In order to make the objects, technical solutions and advantages of the present invention more apparent, the present invention is further described in detail with reference to the following embodiments. It should be understood that the specific embodiments described herein are merely illustrative of the invention and are not intended to limit the invention.

Embodiment 1 of the present invention provides a method for controlling a gas water heater, which is implemented according to the following steps, as shown in fig. 1:

step 101, determining the maximum heating water flow Lmax of the whole water heater according to a preset temperature, a water inlet temperature and a rated load by the water heater;

step 102, determining the actual maximum water quantity Lsmax when the variable frequency water pump is started by 100%;

103, comparing the size relationship between the maximum heating water flow Lmax and the actual maximum water amount Lsmax;

and 104, reducing the working condition point of the variable frequency water pump until the water outlet of the water heater is constant in temperature, and maintaining the constant-temperature variable frequency water pump to continuously work at the working condition point.

Embodiment 2 of the present invention provides a method for controlling a gas water heater, which is implemented according to the following steps, as shown in fig. 2:

step 201, opening a water outlet valve in a standby state;

step 202, detecting the actual water flow in real time until the actual water flow is not less than 2L/min;

step 203, starting the variable frequency water pump by 100%;

step 204, determining the actual maximum water quantity Lsmax;

step 205, determining the maximum heating water flow Lmax of the whole machine according to the preset temperature, the inlet water temperature and the rated load of the water heater;

Lmax=Q/CΔT

wherein Q is the thermal load, C is the specific heat capacity of water, and Δ T is the difference between the set temperature and the inlet water temperature.

Step 206, reducing the working condition point of the variable frequency water pump according to the size relation between the maximum heating water flow Lmax and the actual maximum water quantity Lsmax;

step 207, determining the current actual water amount Lsmax';

208, when Lsmax 'is less than or equal to Lmax-delta L, judging whether the effluent is constant in temperature, if so, maintaining the variable frequency water pump at the constant temperature to continuously work at the working point, otherwise, recalculating the maximum heating water flow Lmax of the whole machine until the effluent is constant in temperature after determining the rated load according to the temperature difference and the current actual water amount Lsmax';

and when the Lsmax' is larger than the Lmax-0.2, judging whether the effluent is at constant temperature, if so, maintaining the variable frequency water pump at the constant temperature to continuously work at the working condition point, otherwise, continuously reducing the working condition point of the variable frequency water pump until the effluent is at the constant temperature.

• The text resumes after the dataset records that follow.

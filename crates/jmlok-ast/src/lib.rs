//! JMLOK Abstract Syntax Tree
//!
//! A deliberately small model of a JML-annotated Java compilation unit:
//! enough structure to inspect contract clauses, field declarations and the
//! top-level statements of method bodies. Nested types, lambdas and other
//! constructs that never influence contract analysis are kept opaque.

// Re-export common types for use by other crates
pub use jmlok_lexer::Span;
pub use smol_str::SmolStr;

use std::fmt;

/// A spanned value - wraps any value with source location info
#[derive(Debug, Clone, PartialEq)]
pub struct Spanned<T> {
    pub node: T,
    pub span: Span,
}

impl<T> Spanned<T> {
    pub fn new(node: T, span: Span) -> Self {
        Self { node, span }
    }

    pub fn dummy(node: T) -> Self {
        Self {
            node,
            span: Span::dummy(),
        }
    }
}

/// Identifier (field names, parameter names, method names)
pub type Ident = Spanned<SmolStr>;

// ============================================================================
// Compilation Units
// ============================================================================

/// One parsed `.java` (or specification) file
#[derive(Debug, Clone, PartialEq, Default)]
pub struct CompilationUnit {
    /// Declared package, empty for the default package
    pub package: SmolStr,
    pub imports: Vec<ImportDecl>,
    pub types: Vec<ClassDecl>,
}

impl CompilationUnit {
    /// Find a top-level type by simple name
    pub fn find_type(&self, simple_name: &str) -> Option<&ClassDecl> {
        self.types.iter().find(|t| t.name.node == simple_name)
    }
}

#[derive(Debug, Clone, PartialEq)]
pub struct ImportDecl {
    /// Dotted path without the trailing `.*`
    pub path: SmolStr,
    pub is_static: bool,
    pub on_demand: bool,
    pub span: Span,
}

impl ImportDecl {
    /// Last segment of a single-type import
    pub fn simple_name(&self) -> &str {
        self.path.rsplit('.').next().unwrap_or(&self.path)
    }
}

// ============================================================================
// Declarations
// ============================================================================

#[derive(Debug, Clone, Copy, PartialEq, Eq)]
pub enum ClassKind {
    Class,
    Interface,
    Enum,
}

#[derive(Debug, Clone, PartialEq)]
pub struct ClassDecl {
    pub kind: ClassKind,
    pub name: Ident,
    /// Superclass as written (classes only)
    pub extends: Option<TypeRef>,
    /// Implemented interfaces for classes, extended interfaces for interfaces
    pub implements: Vec<TypeRef>,
    pub fields: Vec<FieldDecl>,
    pub methods: Vec<MethodDecl>,
    /// Class-level `invariant` and `constraint` clauses
    pub contracts: Vec<Contract>,
    pub span: Span,
}

impl ClassDecl {
    /// All methods (or constructors, for `<init>`) with the given name, in
    /// declaration order
    pub fn methods_named<'a>(&'a self, name: &str) -> impl Iterator<Item = &'a MethodDecl> + 'a {
        let constructors = name == CONSTRUCTOR_NAME;
        let name = SmolStr::new(name);
        self.methods.iter().filter(move |m| {
            if constructors {
                m.is_constructor()
            } else {
                !m.is_constructor() && m.name.node == name
            }
        })
    }

    pub fn field_names(&self) -> impl Iterator<Item = &SmolStr> {
        self.fields.iter().map(|f| &f.name.node)
    }

    pub fn invariants(&self) -> impl Iterator<Item = &ContractClause> {
        self.contracts.iter().filter_map(|c| match c {
            Contract::Invariant(clause) => Some(clause),
            _ => None,
        })
    }

    pub fn constraints(&self) -> impl Iterator<Item = &ContractClause> {
        self.contracts.iter().filter_map(|c| match c {
            Contract::Constraint(clause) => Some(clause),
            _ => None,
        })
    }
}

/// Name under which constructors are looked up
pub const CONSTRUCTOR_NAME: &str = "<init>";

#[derive(Debug, Clone, PartialEq)]
pub struct FieldDecl {
    pub name: Ident,
    pub ty: TypeRef,
    pub is_static: bool,
    pub initializer: Option<Expr>,
    pub span: Span,
}

impl FieldDecl {
    pub fn is_primitive(&self) -> bool {
        self.ty.is_primitive()
    }

    /// True when the field is initialized at its declaration with anything
    /// other than the literal `null`
    pub fn has_non_null_initializer(&self) -> bool {
        self.initializer
            .as_ref()
            .is_some_and(|init| !init.is_null_literal())
    }
}

#[derive(Debug, Clone, Copy, PartialEq, Eq)]
pub enum MethodKind {
    Method,
    Constructor,
}

#[derive(Debug, Clone, PartialEq)]
pub struct Param {
    pub name: Ident,
    pub ty: TypeRef,
    pub span: Span,
}

#[derive(Debug, Clone, PartialEq)]
pub struct MethodDecl {
    pub kind: MethodKind,
    pub name: Ident,
    pub return_type: Option<TypeRef>,
    pub params: Vec<Param>,
    /// `None` for abstract, interface and specification-only declarations
    pub body: Option<Block>,
    pub contract: Option<MethodContract>,
    /// Declaration text from the first modifier up to the body or `;`
    pub header: SmolStr,
    pub span: Span,
}

impl MethodDecl {
    pub fn is_constructor(&self) -> bool {
        self.kind == MethodKind::Constructor
    }

    pub fn param_names(&self) -> impl Iterator<Item = &SmolStr> {
        self.params.iter().map(|p| &p.name.node)
    }

    /// Requires clauses across every spec case
    pub fn requires_clauses(&self) -> impl Iterator<Item = &ContractClause> {
        self.clauses().filter_map(|c| match c {
            Contract::Requires(clause) => Some(clause),
            _ => None,
        })
    }

    /// Ensures clauses across every spec case
    pub fn ensures_clauses(&self) -> impl Iterator<Item = &ContractClause> {
        self.clauses().filter_map(|c| match c {
            Contract::Ensures(clause) => Some(clause),
            _ => None,
        })
    }

    fn clauses(&self) -> impl Iterator<Item = &Contract> {
        self.contract
            .iter()
            .flat_map(|contract| contract.cases.iter())
            .flat_map(|case| case.clauses.iter())
    }

    /// Header with whitespace collapsed and, for constructors, the class
    /// name rewritten to `<init>`
    pub fn normalized_header(&self) -> String {
        let header = normalize_whitespace(&self.header);
        if self.is_constructor() {
            rewrite_constructor_name(&header, &self.name.node)
        } else {
            header
        }
    }
}

/// Collapse runs of whitespace to one space and drop `/* ... */` comments,
/// so declaration text compares equal regardless of layout
pub fn normalize_whitespace(text: &str) -> String {
    let mut stripped = String::with_capacity(text.len());
    let mut rest = text;
    while let Some(start) = rest.find("/*") {
        stripped.push_str(&rest[..start]);
        stripped.push(' ');
        match rest[start + 2..].find("*/") {
            Some(end) => rest = &rest[start + 2 + end + 2..],
            None => {
                rest = "";
                break;
            }
        }
    }
    stripped.push_str(rest);
    stripped.split_whitespace().collect::<Vec<_>>().join(" ")
}

/// Replace the first `Name(` (optionally `Name (`) with `<init>(`
pub fn rewrite_constructor_name(text: &str, class_name: &str) -> String {
    let mut search_from = 0;
    while let Some(found) = text[search_from..].find(class_name) {
        let start = search_from + found;
        let end = start + class_name.len();
        let preceded_by_ident = text[..start]
            .chars()
            .next_back()
            .is_some_and(|c| c.is_alphanumeric() || c == '_' || c == '$');
        let followed_by_paren = text[end..].trim_start().starts_with('(');
        if !preceded_by_ident && followed_by_paren {
            return format!("{}{}{}", &text[..start], CONSTRUCTOR_NAME, &text[end..]);
        }
        search_from = end;
    }
    text.to_string()
}

// ============================================================================
// Contracts
// ============================================================================

#[derive(Debug, Clone, PartialEq)]
pub enum Contract {
    Requires(ContractClause),
    Ensures(ContractClause),
    Invariant(ContractClause),
    Constraint(ContractClause),
    /// Any other clause (`assignable`, `signals`, ...), kept by keyword only
    Other { keyword: SmolStr, span: Span },
}

#[derive(Debug, Clone, PartialEq)]
pub struct ContractClause {
    pub condition: Box<Expr>,
    pub span: Span,
}

/// One `also`-separated specification case
#[derive(Debug, Clone, PartialEq, Default)]
pub struct SpecCase {
    pub clauses: Vec<Contract>,
}

#[derive(Debug, Clone, PartialEq, Default)]
pub struct MethodContract {
    pub cases: Vec<SpecCase>,
}

// ============================================================================
// Types
// ============================================================================

/// A type as written, with generic arguments dropped
#[derive(Debug, Clone, PartialEq)]
pub struct TypeRef {
    /// Possibly qualified name, e.g. `int`, `String`, `java.util.List`
    pub name: SmolStr,
    /// Array dimensions
    pub dims: usize,
    pub span: Span,
}

const PRIMITIVE_TYPES: &[&str] = &[
    "boolean", "byte", "char", "short", "int", "long", "float", "double",
];

impl TypeRef {
    pub fn new(name: impl Into<SmolStr>, dims: usize, span: Span) -> Self {
        Self {
            name: name.into(),
            dims,
            span,
        }
    }

    pub fn is_primitive(&self) -> bool {
        self.dims == 0 && PRIMITIVE_TYPES.contains(&self.name.as_str())
    }

    pub fn simple_name(&self) -> &str {
        self.name.rsplit('.').next().unwrap_or(&self.name)
    }

    pub fn is_qualified(&self) -> bool {
        self.name.contains('.')
    }
}

impl fmt::Display for TypeRef {
    fn fmt(&self, f: &mut fmt::Formatter<'_>) -> fmt::Result {
        write!(f, "{}", self.name)?;
        for _ in 0..self.dims {
            write!(f, "[]")?;
        }
        Ok(())
    }
}

// ============================================================================
// Statements
// ============================================================================

#[derive(Debug, Clone, PartialEq)]
pub struct Block {
    pub stmts: Vec<Stmt>,
    pub span: Span,
}

#[derive(Debug, Clone, PartialEq)]
pub struct Stmt {
    pub kind: StmtKind,
    pub span: Span,
}

impl Stmt {
    pub fn new(kind: StmtKind, span: Span) -> Self {
        Self { kind, span }
    }
}

#[derive(Debug, Clone, PartialEq)]
pub enum StmtKind {
    Expr(Expr),
    LocalVar {
        ty: TypeRef,
        declarators: Vec<(Ident, Option<Expr>)>,
    },
    Return(Option<Expr>),
    If {
        condition: Expr,
        then_branch: Box<Stmt>,
        else_branch: Option<Box<Stmt>>,
    },
    While {
        condition: Expr,
        body: Box<Stmt>,
    },
    DoWhile {
        body: Box<Stmt>,
        condition: Expr,
    },
    For {
        body: Box<Stmt>,
    },
    Block(Block),
    Throw(Expr),
    Empty,
    /// `try`, `switch`, `synchronized`, labels, `break`, ... kept by keyword
    Other(SmolStr),
}

// ============================================================================
// Expressions
// ============================================================================

#[derive(Debug, Clone, PartialEq)]
pub struct Expr {
    pub kind: ExprKind,
    pub span: Span,
}

impl Expr {
    pub fn new(kind: ExprKind, span: Span) -> Self {
        Self { kind, span }
    }

    pub fn is_null_literal(&self) -> bool {
        matches!(self.kind, ExprKind::Null)
    }

    /// Dotted text of a simple access path: `a`, `this.a`, `a.b.c`.
    /// `None` for anything that is not a plain path.
    pub fn path_text(&self) -> Option<String> {
        match &self.kind {
            ExprKind::Ident(name) => Some(name.to_string()),
            ExprKind::This => Some("this".to_string()),
            ExprKind::Field { object, field } => {
                let base = object.path_text()?;
                Some(format!("{}.{}", base, field.node))
            }
            _ => None,
        }
    }
}

#[derive(Debug, Clone, PartialEq)]
pub enum ExprKind {
    // Literals
    Integer(SmolStr),
    Float(SmolStr),
    String(SmolStr),
    Char(SmolStr),
    Bool(bool),
    Null,

    // Names
    Ident(SmolStr),
    This,
    Super,

    // Access
    Field {
        object: Box<Expr>,
        field: Ident,
    },
    MethodCall {
        object: Option<Box<Expr>>,
        method: Ident,
        args: Vec<Expr>,
    },
    Index {
        object: Box<Expr>,
        index: Box<Expr>,
    },
    New {
        ty: TypeRef,
        args: Vec<Expr>,
    },

    // Operators
    Unary {
        op: UnaryOp,
        operand: Box<Expr>,
    },
    Binary {
        op: BinaryOp,
        left: Box<Expr>,
        right: Box<Expr>,
    },
    Assign {
        target: Box<Expr>,
        value: Box<Expr>,
    },
    CompoundAssign {
        op: BinaryOp,
        target: Box<Expr>,
        value: Box<Expr>,
    },
    Ternary {
        condition: Box<Expr>,
        then_expr: Box<Expr>,
        else_expr: Box<Expr>,
    },
    Cast {
        ty: TypeRef,
        expr: Box<Expr>,
    },
    InstanceOf {
        expr: Box<Expr>,
        ty: TypeRef,
    },

    // Grouping
    Paren(Box<Expr>),

    // JML
    /// Backslash keyword used as a value: `\result`, `\nothing`, ...
    Singleton(SmolStr),
    Old(Box<Expr>),
    Quantified {
        quantifier: SmolStr,
        range: Option<Box<Expr>>,
        body: Box<Expr>,
    },

    /// Lambdas, method references and array initializers
    Opaque(SmolStr),

    // Error placeholder
    Error,
}

#[derive(Debug, Clone, Copy, PartialEq, Eq)]
pub enum UnaryOp {
    Not,
    Neg,
    Plus,
    BitNot,
    PreInc,
    PreDec,
    PostInc,
    PostDec,
}

impl UnaryOp {
    /// Increment and decrement, which write to their operand
    pub fn is_update(self) -> bool {
        matches!(
            self,
            UnaryOp::PreInc | UnaryOp::PreDec | UnaryOp::PostInc | UnaryOp::PostDec
        )
    }
}

#[derive(Debug, Clone, Copy, PartialEq, Eq)]
pub enum BinaryOp {
    // Logical
    And,
    Or,
    // JML logical
    Implies,
    RevImplies,
    Equiv,
    NotEquiv,
    // Equality and relational
    Eq,
    NotEq,
    Lt,
    Gt,
    LtEq,
    GtEq,
    // Bitwise
    BitAnd,
    BitOr,
    BitXor,
    Shl,
    Shr,
    UShr,
    // Arithmetic
    Add,
    Sub,
    Mul,
    Div,
    Rem,
}

impl BinaryOp {
    pub fn symbol(self) -> &'static str {
        match self {
            BinaryOp::And => "&&",
            BinaryOp::Or => "||",
            BinaryOp::Implies => "==>",
            BinaryOp::RevImplies => "<==",
            BinaryOp::Equiv => "<==>",
            BinaryOp::NotEquiv => "<=!=>",
            BinaryOp::Eq => "==",
            BinaryOp::NotEq => "!=",
            BinaryOp::Lt => "<",
            BinaryOp::Gt => ">",
            BinaryOp::LtEq => "<=",
            BinaryOp::GtEq => ">=",
            BinaryOp::BitAnd => "&",
            BinaryOp::BitOr => "|",
            BinaryOp::BitXor => "^",
            BinaryOp::Shl => "<<",
            BinaryOp::Shr => ">>",
            BinaryOp::UShr => ">>>",
            BinaryOp::Add => "+",
            BinaryOp::Sub => "-",
            BinaryOp::Mul => "*",
            BinaryOp::Div => "/",
            BinaryOp::Rem => "%",
        }
    }
}

impl fmt::Display for BinaryOp {
    fn fmt(&self, f: &mut fmt::Formatter<'_>) -> fmt::Result {
        f.write_str(self.symbol())
    }
}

In the whole process, the specific method for changing the working condition point of the variable-frequency water pump comprises the following steps: the duty ratio of the variable frequency water pump is changed, so that the rotating speed of the variable frequency water pump is changed, and the purpose of changing the working condition point is achieved; if the operating point does not need to be changed, the duty ratio is kept unchanged.

In addition, in the step 203, the variable frequency water pump is started 100% and lasts for at least 6 seconds, mainly because the variable frequency water pump needs 0.5-1s from starting to stable working, the time for the water flow sensor to realize the stable working is 0.5-1s, and meanwhile, the phenomenon that the water valve is slowly opened in the use process of an actual user is considered to be 1-2s, the starting time of the full opening of the water pump is comprehensively considered to be prolonged, and the maximum water flow Lsmax of the whole machine can be stably and reliably detected.

Lmax' = Lmax-Delta L, wherein Delta L is 0.2, and the rotating speed of the water pump is expected to be reduced slightly under the condition that the water flow is not sacrificed little by mainly considering that the water flow increment is gradually reduced along with the increase of the rotating speed after the water pump is matched with a water heater, and the resonance between the water pump and the whole machine is increased when the water pump is operated at a high rotating speed.

In the above embodiment, when the user changes the preset temperature or the inflow water temperature changes due to seasonal changes, the maximum heating water flow Lmax of the whole machine is determined again according to the preset temperature, the inflow water temperature and the rated load, the operating point of the variable frequency water pump is reduced according to the size relationship between the maximum heating water flow Lmax and the actual maximum water flow Lsmax until the water outlet of the water heater is at a constant temperature, and the variable frequency water pump at the constant temperature is maintained to continuously work at the operating point.

According to the embodiment, the maximum heating water flow Lmax of the whole machine is firstly determined, the actual maximum water quantity Lsmax is determined when the variable-frequency water pump is started by 100%, then the most suitable working condition point of the variable-frequency water pump is found according to the size relation between the maximum heating water flow Lmax and the actual maximum water quantity Lsmax, the working condition point is maintained to work continuously, the bathing comfort degree of a user is improved, and the waste of resources caused by the fact that the variable-frequency water pump is completely started when the water pressure is low is also avoided.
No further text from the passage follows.